Тогда же должен был очень серьёзно пострадать и легендарный — легендарный, разумеется, впоследствии, но даже уже в ту пору весьма уважаемый по своим заслугам — разведчик-нелегал Александр Коротков. В Иностранный отдел он пришёл (идти было недалеко, благо он работал лифтёром в том же самом здании наркомата) в 1933 году, когда ему ещё не исполнилось двадцати четырёх, и в том же году был направлен в Париж. Коротков работал с нелегальных позиций во Франции, потом в Германии и опять во Франции, откуда возвратился в конце 1938 года, имел конкретные результаты и ряд ценных вербовок, руководил проведением двух «ликвидаций», но по возвращении в Москву был... изгнан из разведки. Причин тому называлось две: во-первых, на начальном этапе работы Короткова в Париже его начальником был бежавший на Запад резидент Орлов-Фельдбин, рассказ о котором ещё впереди; во-вторых, в 1927 году на работу в лифтовое хозяйство Лубянки в качестве подручного электромонтёра Александра рекомендовал некто Гереон, впоследствии доросший до должности личного секретаря наркома Ягоды и по этой причине арестованный после падения наркома (расстреляют Гереона только в 1941-м). Таким образом выявилась прямая связь аж с двумя «врагами народа»! И за подобные «преступления» Короткова только лишь увольняют из разведки, без всяких репрессий. Хотя таковые ещё вполне могли последовать — и по этой причине, не дожидаясь возможного трагического развития событий, он вполне бы мог исчезнуть. Подобные прецеденты были, когда разведчики терялись, так сказать, в толпе простых граждан и начинали новую жизнь под чужим именем или как...

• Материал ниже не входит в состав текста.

//! Statistical shape models over a fixed reference domain.
//!
//! A [`PointDistributionModel`] is built by PCA over the deformation fields of
//! corresponding training shapes. It can be sampled, projected onto, and
//! conditioned on noisy point observations to give a [`PosteriorModel`].

pub mod bundle;
pub mod deformation;
pub mod error;
pub mod pdm;
pub mod posterior;

#[cfg(test)]
mod fixtures;

pub use bundle::{load_model, save_model, ModelBundle};
pub use deformation::{build_deformation_field, mean_reference, DeformationField};
pub use error::{ModelError, Result};
pub use pdm::{PdmBuildParams, PointDistributionModel};
pub use posterior::{
    observations_from_points, posterior, posterior_coefficients, CoefficientPosterior,
    PointObservation, PosteriorModel,
};
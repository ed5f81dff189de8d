use anyhow::{Context, Result};
use shapemodels_core::{Colors, PointCloud};
use shapemodels_io::write_ply;
use std::path::PathBuf;
use tracing::info;

/// A named cloud handed to a visualizer.
pub type Layer<'a> = (&'a str, &'a PointCloud);

/// Receives the clouds involved in one fit.
pub trait Visualizer: Send + Sync {
    fn show(&self, stem: &str, layers: &[Layer<'_>]) -> Result<()>;
}

/// Logs a one-line summary per layer.
#[derive(Debug, Default)]
pub struct LogVisualizer;

impl Visualizer for LogVisualizer {
    fn show(&self, stem: &str, layers: &[Layer<'_>]) -> Result<()> {
        for (label, cloud) in layers {
            let c = centroid(cloud);
            info!(
                stem,
                layer = *label,
                points = cloud.len(),
                centroid = ?c,
                "scene layer"
            );
        }
        Ok(())
    }
}

const PALETTE: [[u8; 3]; 6] = [
    [230, 25, 75],
    [60, 180, 75],
    [0, 130, 200],
    [245, 130, 48],
    [145, 30, 180],
    [70, 240, 240],
];

/// Writes all layers into one coloured `<stem>_scene.ply`.
#[derive(Debug)]
pub struct PlySceneVisualizer {
    output_dir: PathBuf,
}

impl PlySceneVisualizer {
    pub fn new(output_dir: impl Into<PathBuf>) -> Self {
        Self {
            output_dir: output_dir.into(),
        }
    }

    pub fn scene_path(&self, stem: &str) -> PathBuf {
        self.output_dir.join(format!("{stem}_scene.ply"))
    }
}

impl Visualizer for PlySceneVisualizer {
    fn show(&self, stem: &str, layers: &[Layer<'_>]) -> Result<()> {
        let scene = compose_scene(layers);
        let path = self.scene_path(stem);
        write_ply(&path, &scene).with_context(|| format!("cannot write {}", path.display()))?;
        info!(path = %path.display(), layers = layers.len(), "wrote scene");
        Ok(())
    }
}

/// Merge layers into one cloud, colouring each layer from the palette.
pub fn compose_scene(layers: &[Layer<'_>]) -> PointCloud {
    let mut scene = PointCloud::new();
    scene.colors = Some(Colors::uniform([0, 0, 0], 0));
    for (i, (_, cloud)) in layers.iter().enumerate() {
        let mut layer = PointCloud::from_xyz(cloud.x.clone(), cloud.y.clone(), cloud.z.clone());
        layer.colors = Some(Colors::uniform(PALETTE[i % PALETTE.len()], cloud.len()));
        scene.extend(&layer);
    }
    scene
}

fn centroid(cloud: &PointCloud) -> [f64; 3] {
    if cloud.is_empty() {
        return [0.0; 3];
    }
    let n = cloud.len() as f64;
    [
        cloud.x.iter().sum::<f64>() / n,
        cloud.y.iter().sum::<f64>() / n,
        cloud.z.iter().sum::<f64>() / n,
    ]
}
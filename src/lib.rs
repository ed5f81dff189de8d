//! Statistical shape models for 3D point clouds.
//!
//! This facade re-exports the workspace crates so downstream users can depend
//! on a single package:
//!
//! - [`core`]: point cloud containers
//! - [`spatial`]: k-d tree nearest-neighbour queries
//! - [`io`]: `.pts` text formats and PLY scene output
//! - [`model`]: deformation fields, PDM construction and posterior fitting
//! - [`registration`]: non-rigid ICP against unordered targets
#![forbid(unsafe_code)]

pub use shapemodels_core as core;
pub use shapemodels_io as io;
pub use shapemodels_model as model;
pub use shapemodels_registration as registration;
pub use shapemodels_spatial as spatial;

Но Александр Коротков поступил совершенно противоположным образом, дерзко шагнув навстречу воистину смертельной опасности. 9 января 1939 года — памятный день Кровавого воскресенья в том году выпал на понедельник — он отправил Берии очень жёсткое письмо:

«8.1.1939 г. мне было объявлено о моём увольнении из органов. Так как в течение десятилетней работы в органах я старался все свои силы и знания отдавать на пользу нашей партии, не чувствую за собой какой-либо вины перед партией и не был чем-либо замаран на чекистской и общественной работе, думаю, что не заслужил этого увольнения. <...>»[90]

Далее Коротков подробно описывает свою службу в ОГПУ— НКВД начиная с работы «лифтовым» в 1928 году и до последнего её года:

«В марте 1938 г. моя группа ликвидировала “Жулика”[91], в июле “Кустаря”[92], и я руководил непосредственным выполнением операций и выполнял самую чёрную, неприятную и опасную работу.

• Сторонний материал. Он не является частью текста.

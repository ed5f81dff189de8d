use nalgebra::DVector;
use shapemodels_core::PointCloud;

use crate::error::{ModelError, Result};

/// One displacement vector per reference point.
///
/// The flattened form used by the model stores component `d` of point `i`
/// at index `3 * i + d`.
#[derive(Debug, Clone, PartialEq)]
pub struct DeformationField {
    vectors: Vec<[f64; 3]>,
}

impl DeformationField {
    pub fn new(vectors: Vec<[f64; 3]>) -> Self {
        Self { vectors }
    }

    pub fn zeros(num_points: usize) -> Self {
        Self {
            vectors: vec![[0.0; 3]; num_points],
        }
    }

    /// Rebuild a field from its flattened `3N` representation.
    ///
    /// # Panics
    ///
    /// Panics if the length is not a multiple of 3.
    pub fn from_flat(flat: &DVector<f64>) -> Self {
        assert_eq!(flat.len() % 3, 0, "flattened field must have 3N entries");
        let vectors = flat
            .as_slice()
            .chunks_exact(3)
            .map(|c| [c[0], c[1], c[2]])
            .collect();
        Self { vectors }
    }

    pub fn len(&self) -> usize {
        self.vectors.len()
    }

    pub fn is_empty(&self) -> bool {
        self.vectors.is_empty()
    }

    pub fn vectors(&self) -> &[[f64; 3]] {
        &self.vectors
    }

    pub fn flatten(&self) -> DVector<f64> {
        DVector::from_iterator(
            self.vectors.len() * 3,
            self.vectors.iter().flat_map(|v| v.iter().copied()),
        )
    }

    /// Displace every reference point by its vector.
    ///
    /// # Panics
    ///
    /// Panics if the reference has a different number of points.
    pub fn warp(&self, reference: &PointCloud) -> PointCloud {
        assert_eq!(
            reference.len(),
            self.len(),
            "deformation field and reference must have the same length"
        );
        let points: Vec<[f64; 3]> = reference
            .iter_points()
            .zip(&self.vectors)
            .map(|(p, v)| [p[0] + v[0], p[1] + v[1], p[2] + v[2]])
            .collect();
        PointCloud::from_points(&points)
    }
}

/// Displacements taking each reference point onto the sample point with the
/// same index.
///
/// Correspondence is purely by index order; the clouds must have equal length.
pub fn build_deformation_field(
    reference: &PointCloud,
    sample: &PointCloud,
) -> Result<DeformationField> {
    if reference.len() != sample.len() {
        return Err(ModelError::ShapeMismatch {
            expected: reference.len(),
            actual: sample.len(),
        });
    }

    let vectors = reference
        .iter_points()
        .zip(sample.iter_points())
        .map(|(r, s)| [s[0] - r[0], s[1] - r[1], s[2] - r[2]])
        .collect();

    Ok(DeformationField::new(vectors))
}

/// Per-index arithmetic mean of a set of corresponding clouds.
///
/// This is the reference domain used for model building: point `i` of the
/// result is the average of point `i` over all samples.
pub fn mean_reference(samples: &[PointCloud]) -> Result<PointCloud> {
    let first = samples.first().ok_or(ModelError::InsufficientData)?;
    let n = first.len();
    if n == 0 {
        return Err(ModelError::EmptyReference);
    }

    let mut sum = vec![[0.0f64; 3]; n];
    for sample in samples {
        if sample.len() != n {
            return Err(ModelError::ShapeMismatch {
                expected: n,
                actual: sample.len(),
            });
        }
        for (acc, p) in sum.iter_mut().zip(sample.iter_points()) {
            acc[0] += p[0];
            acc[1] += p[1];
            acc[2] += p[2];
        }
    }

    let m = samples.len() as f64;
    let mean: Vec<[f64; 3]> = sum
        .into_iter()
        .map(|s| [s[0] / m, s[1] / m, s[2] / m])
        .collect();

    Ok(PointCloud::from_points(&mean))
}
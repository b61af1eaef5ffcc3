//! # Bronzetick Core
//!
//! Fetchers, sentiment classification, idempotent ingestion and the batch
//! jobs that tie them together.
//!
//! ## Modules
//!
//! | Module | Description |
//! |--------|-------------|
//! | [`adapters`] | Provider adapters (Yahoo chart, NewsAPI, Finnhub) |
//! | [`analytics`] | Day-over-day close change |
//! | [`config`] | Environment-backed application configuration |
//! | [`data_source`] | Fetcher traits and request types |
//! | [`domain`] | Validated rows and identifiers |
//! | [`error`] | Input validation errors |
//! | [`http_client`] | HTTP transport abstraction |
//! | [`ingest`] | Warehouse upsert with CSV fallback |
//! | [`jobs`] | Stocks, news and insider batch runs |
//! | [`sample_size`] | A/B-test sample size calculator |
//! | [`sentiment`] | Headline classification |
//!
//! ## Architecture
//!
//! ```text
//! ┌─────────────────┐
//! │  CLI / Job      │
//! └────────┬────────┘
//!          │
//!          ▼
//! ┌─────────────────┐     ┌──────────────────┐
//! │ Fetcher         │────▶│ HTTP Client      │
//! │ (Source traits) │     │ (reqwest/script) │
//! └────────┬────────┘     └──────────────────┘
//!          │
//!          ▼
//! ┌─────────────────┐
//! │ Classifier      │  news only
//! └────────┬────────┘
//!          │
//!          ▼
//! ┌─────────────────┐     ┌──────────────────┐
//! │ IngestionWriter │────▶│ CSV fallback     │
//! │ (upsert by id)  │     │ (store failed)   │
//! └─────────────────┘     └──────────────────┘
//! ```
//!
//! ## Error Handling
//!
//! Fetchers return `Ok(vec![])` for an empty result and a [`SourceError`]
//! for a failure. Store failures surface as [`IngestOutcome::FellBack`] or
//! [`IngestError`]; the only hard stop in a job is the upfront store check.
//!
//! ```rust
//! use bronzetick_core::{SourceError, SourceErrorKind};
//!
//! fn describe(error: &SourceError) -> &'static str {
//!     match error.kind() {
//!         SourceErrorKind::RateLimited => "slow down",
//!         SourceErrorKind::Unauthorized => "check the API key",
//!         _ => "skipped",
//!     }
//! }
//! ```
//!
//! ## Security
//!
//! API keys are read once into [`AppConfig`] and travel only in request
//! headers; they are never logged.

pub mod adapters;
pub mod analytics;
pub mod config;
pub mod data_source;
pub mod domain;
pub mod error;
pub mod http_client;
pub mod ingest;
pub mod jobs;
pub mod sample_size;
pub mod sentiment;

pub use adapters::{
    FinnhubConfig, FinnhubInsiderAdapter, NewsApiAdapter, NewsApiConfig, YahooChartAdapter,
};

pub use analytics::{close_change, AnalyticsError, CloseChange};

pub use config::{AppConfig, ConfigError};

pub use data_source::{
    DateWindow, InsiderSource, NewsQuery, NewsSource, SourceError, SourceErrorKind, SourceFuture,
    StockBarSource,
};

pub use domain::{
    format_date, parse_date, today_utc, Company, InsiderTransaction, NewsArticle, Period,
    StockBar, Symbol, UtcDateTime,
};

pub use error::ValidationError;

pub use http_client::{
    HttpAuth, HttpClient, HttpError, HttpMethod, HttpRequest, HttpResponse, ReqwestHttpClient,
    ScriptedHttpClient,
};

pub use ingest::{
    CsvFallbackWriter, FallbackError, FallbackFile, IngestError, IngestOutcome, IngestionWriter,
};

pub use jobs::{
    EntityCount, EntityFailure, InsiderJob, JobError, JobOutcome, JobReport, JobSink, NewsJob,
    PacingConfig, StocksJob,
};

pub use sample_size::{
    cohens_h, required_sample_size, SampleSizeError, SampleSizeInputs, SampleSizeResult,
};

pub use sentiment::{
    ChatSentimentClassifier, ClassifierConfig, LabelSet, PromptTemplate, SentimentClassifier,
    SentimentLabel,
};

// Warehouse (re-exported from bronzetick-warehouse)
pub use bronzetick_warehouse::{
    FactorCorrelation, QueryGuardrails, QueryResult, TickerFactorRow, UpsertReport, Warehouse,
    WarehouseConfig, WarehouseError, WatchlistEntry,
};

Я считал, что шёл на полезное для партии дело и потому ни минуты не колебался подвергнуть себя риску поплатиться за это каторгой или виселицей. <...>»

В данном случае Коротков ошибается: за участие в «ликвидациях» на территории Франции ему однозначно грозило «чихнуть в мешок», как во времена Великой французской революции называлась казнь на гильотине, практиковавшаяся и в Третьей республике[93]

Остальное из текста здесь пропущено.